**Material provided:**
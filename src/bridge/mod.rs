// Headless runtime: newline-delimited JSON in, newline-delimited JSON out
//
// Stdin carries host envelopes (`{"action": ..., "data": ...}`) and operator
// actions (`{"op": ...}`), one per line. Stdout carries host calls
// (`{"call": ..., "data": ...}`) and panel snapshots (`{"snapshot": ...}`).
// A snapshot is only written when it differs from the last one written.
//
// The panel is owned by a single task; readers feed it through a channel so
// the demo script and stdin look the same to the loop.

use crate::events::{HostCall, HostEvent, NuiMessage};
use crate::panel::{OperatorAction, Panel, PanelSnapshot};
use anyhow::{Context, Result};
use serde::{Deserialize, Serialize};
use std::time::Instant;
use tokio::io::{AsyncBufRead, AsyncBufReadExt, AsyncWrite, AsyncWriteExt};
use tokio::sync::{mpsc, oneshot};


/// One inbound line
#[derive(Debug, Clone, PartialEq, Deserialize)]
#[serde(untagged)]
pub enum Inbound {
    Host(NuiMessage),
    Operator(OperatorAction),
}

/// One outbound line
#[derive(Debug, Serialize)]
#[serde(untagged)]
pub enum Outbound<'a> {
    Call(&'a HostCall),
    Snapshot { snapshot: &'a PanelSnapshot },
}

/// Parse one stdin line. Blank lines and malformed JSON yield `None`.
pub fn parse_line(line: &str) -> Option<Inbound> {
    let line = line.trim();
    if line.is_empty() {
        return None;
    }
    match serde_json::from_str(line) {
        Ok(inbound) => Some(inbound),
        Err(e) => {
            tracing::warn!("Ignoring unreadable input line: {}", e);
            None
        }
    }
}

/// Forward parsed lines until EOF or until the loop goes away
pub async fn read_lines<R>(reader: R, tx: mpsc::Sender<Inbound>) -> Result<()>
where
    R: AsyncBufRead + Unpin,
{
    let mut lines = reader.lines();
    while let Some(line) = lines.next_line().await.context("Failed to read input")? {
        let Some(inbound) = parse_line(&line) else {
            continue;
        };
        if tx.send(inbound).await.is_err() {
            break;
        }
    }
    tracing::debug!("Input closed");
    Ok(())
}

fn dispatch(panel: &mut Panel, inbound: Inbound) {
    match inbound {
        Inbound::Host(message) => {
            if let Some(event) = HostEvent::from_message(message) {
                panel.handle_host_event(event);
            }
        }
        Inbound::Operator(action) => panel.handle_action(action),
    }
}

async fn wait_until(deadline: Option<Instant>) {
    match deadline {
        Some(deadline) => {
            tokio::time::sleep_until(tokio::time::Instant::from_std(deadline)).await;
        }
        None => std::future::pending::<()>().await,
    }
}

async fn write_line<W>(out: &mut W, line: &Outbound<'_>) -> Result<()>
where
    W: AsyncWrite + Unpin,
{
    let mut bytes = serde_json::to_vec(line).context("Failed to encode output")?;
    bytes.push(b'\n');
    out.write_all(&bytes)
        .await
        .context("Failed to write output")
}

/// Drive the panel until every inbound sender is gone or shutdown fires
pub async fn run<W>(
    mut panel: Panel,
    mut calls: mpsc::Receiver<HostCall>,
    mut inbound: mpsc::Receiver<Inbound>,
    out: &mut W,
    mut shutdown: oneshot::Receiver<()>,
) -> Result<()>
where
    W: AsyncWrite + Unpin,
{
    let mut last_written: Option<PanelSnapshot> = None;

    loop {
        let deadline = panel.next_deadline();

        tokio::select! {
            _ = &mut shutdown => {
                tracing::info!("Shutdown requested");
                break;
            }

            message = inbound.recv() => match message {
                Some(message) => dispatch(&mut panel, message),
                None => {
                    tracing::info!("All inputs closed");
                    break;
                }
            },

            _ = wait_until(deadline) => {
                panel.poll_search(Instant::now());
            }
        }

        while let Ok(call) = calls.try_recv() {
            write_line(out, &Outbound::Call(&call)).await?;
        }

        let snapshot = panel.snapshot();
        if last_written.as_ref() != Some(&snapshot) {
            write_line(out, &Outbound::Snapshot { snapshot: &snapshot }).await?;
            last_written = Some(snapshot);
        }

        out.flush().await.context("Failed to flush output")?;
    }

    // Calls queued by the last event still go out
    while let Ok(call) = calls.try_recv() {
        write_line(out, &Outbound::Call(&call)).await?;
    }
    out.flush().await.context("Failed to flush output")?;
    Ok(())
}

**What is needed:**
Your job is to restate all of the data word for word.

**Result below:**
filename src/bridge/mod.rs
// Headless runtime: newline-delimited JSON in, newline-delimited JSON out
//
// Stdin carries host envelopes (`{"action": ..., "data": ...}`) and operator
// actions (`{"op": ...}`), one per line. Stdout carries host calls
// (`{"call": ..., "data": ...}`) and panel snapshots (`{"snapshot": ...}`).
// A snapshot is only written when it differs from the last one written.
//
// The panel is owned by a single task; readers feed it through a channel so
// the demo script and stdin look the same to the loop.

use crate::events::{HostCall, HostEvent, NuiMessage};
use crate::panel::{OperatorAction, Panel, PanelSnapshot};
use anyhow::{Context, Result};
use serde::{Deserialize, Serialize};
use std::time::Instant;
use tokio::io::{AsyncBufRead, AsyncBufReadExt, AsyncWrite, AsyncWriteExt};
use tokio::sync::{mpsc, oneshot};


/// One inbound line
#[derive(Debug, Clone, PartialEq, Deserialize)]
#[serde(untagged)]
pub enum Inbound {
    Host(NuiMessage),
    Operator(OperatorAction),
}

/// One outbound line
#[derive(Debug, Serialize)]
#[serde(untagged)]
pub enum Outbound<'a> {
    Call(&'a HostCall),
    Snapshot { snapshot: &'a PanelSnapshot },
}

/// Parse one stdin line. Blank lines and malformed JSON yield `None`.
pub fn parse_line(line: &str) -> Option<Inbound> {
    let line = line.trim();
    if line.is_empty() {
        return None;
    }
    match serde_json::from_str(line) {
        Ok(inbound) => Some(inbound),
        Err(e) => {
            tracing::warn!("Ignoring unreadable input line: {}", e);
            None
        }
    }
}

/// Forward parsed lines until EOF or until the loop goes away
pub async fn read_lines<R>(reader: R, tx: mpsc::Sender<Inbound>) -> Result<()>
where
    R: AsyncBufRead + Unpin,
{
    let mut lines = reader.lines();
    while let Some(line) = lines.next_line().await.context("Failed to read input")? {
        let Some(inbound) = parse_line(&line) else {
            continue;
        };
        if tx.send(inbound).await.is_err() {
            break;
        }
    }
    tracing::debug!("Input closed");
    Ok(())
}

fn dispatch(panel: &mut Panel, inbound: Inbound) {
    match inbound {
        Inbound::Host(message) => {
            if let Some(event) = HostEvent::from_message(message) {
                panel.handle_host_event(event);
            }
        }
        Inbound::Operator(action) => panel.handle_action(action),
    }
}

async fn wait_until(deadline: Option<Instant>) {
    match deadline {
        Some(deadline) => {
            tokio::time::sleep_until(tokio::time::Instant::from_std(deadline)).await;
        }
        None => std::future::pending::<()>().await,
    }
}

async fn write_line<W>(out: &mut W, line: &Outbound<'_>) -> Result<()>
where
    W: AsyncWrite + Unpin,
{
    let mut bytes = serde_json::to_vec(line).context("Failed to encode output")?;
    bytes.push(b'\n');
    out.write_all(&bytes)
        .await
        .context("Failed to write output")
}

/// Drive the panel until every inbound sender is gone or shutdown fires
pub async fn run<W>(
    mut panel: Panel,
    mut calls: mpsc::Receiver<HostCall>,
    mut inbound: mpsc::Receiver<Inbound>,
    out: &mut W,
    mut shutdown: oneshot::Receiver<()>,
) -> Result<()>
where
    W: AsyncWrite + Unpin,
{
    let mut last_written: Option<PanelSnapshot> = None;

    loop {
        let deadline = panel.next_deadline();

        tokio::select! {
            _ = &mut shutdown => {
                tracing::info!("Shutdown requested");
                break;
            }

            message = inbound.recv() => match message {
                Some(message) => dispatch(&mut panel, message),
                None => {
                    tracing::info!("All inputs closed");
                    break;
                }
            },

            _ = wait_until(deadline) => {
                panel.poll_search(Instant::now());
            }
        }

        while let Ok(call) = calls.try_recv() {
            write_line(out, &Outbound::Call(&call)).await?;
        }

        let snapshot = panel.snapshot();
        if last_written.as_ref() != Some(&snapshot) {
            write_line(out, &Outbound::Snapshot { snapshot: &snapshot }).await?;
            last_written = Some(snapshot);
        }

        out.flush().await.context("Failed to flush output")?;
    }

    // Calls queued by the last event still go out
    while let Ok(call) = calls.try_recv() {
        write_line(out, &Outbound::Call(&call)).await?;
    }
    out.flush().await.context("Failed to flush output")?;
    Ok(())
}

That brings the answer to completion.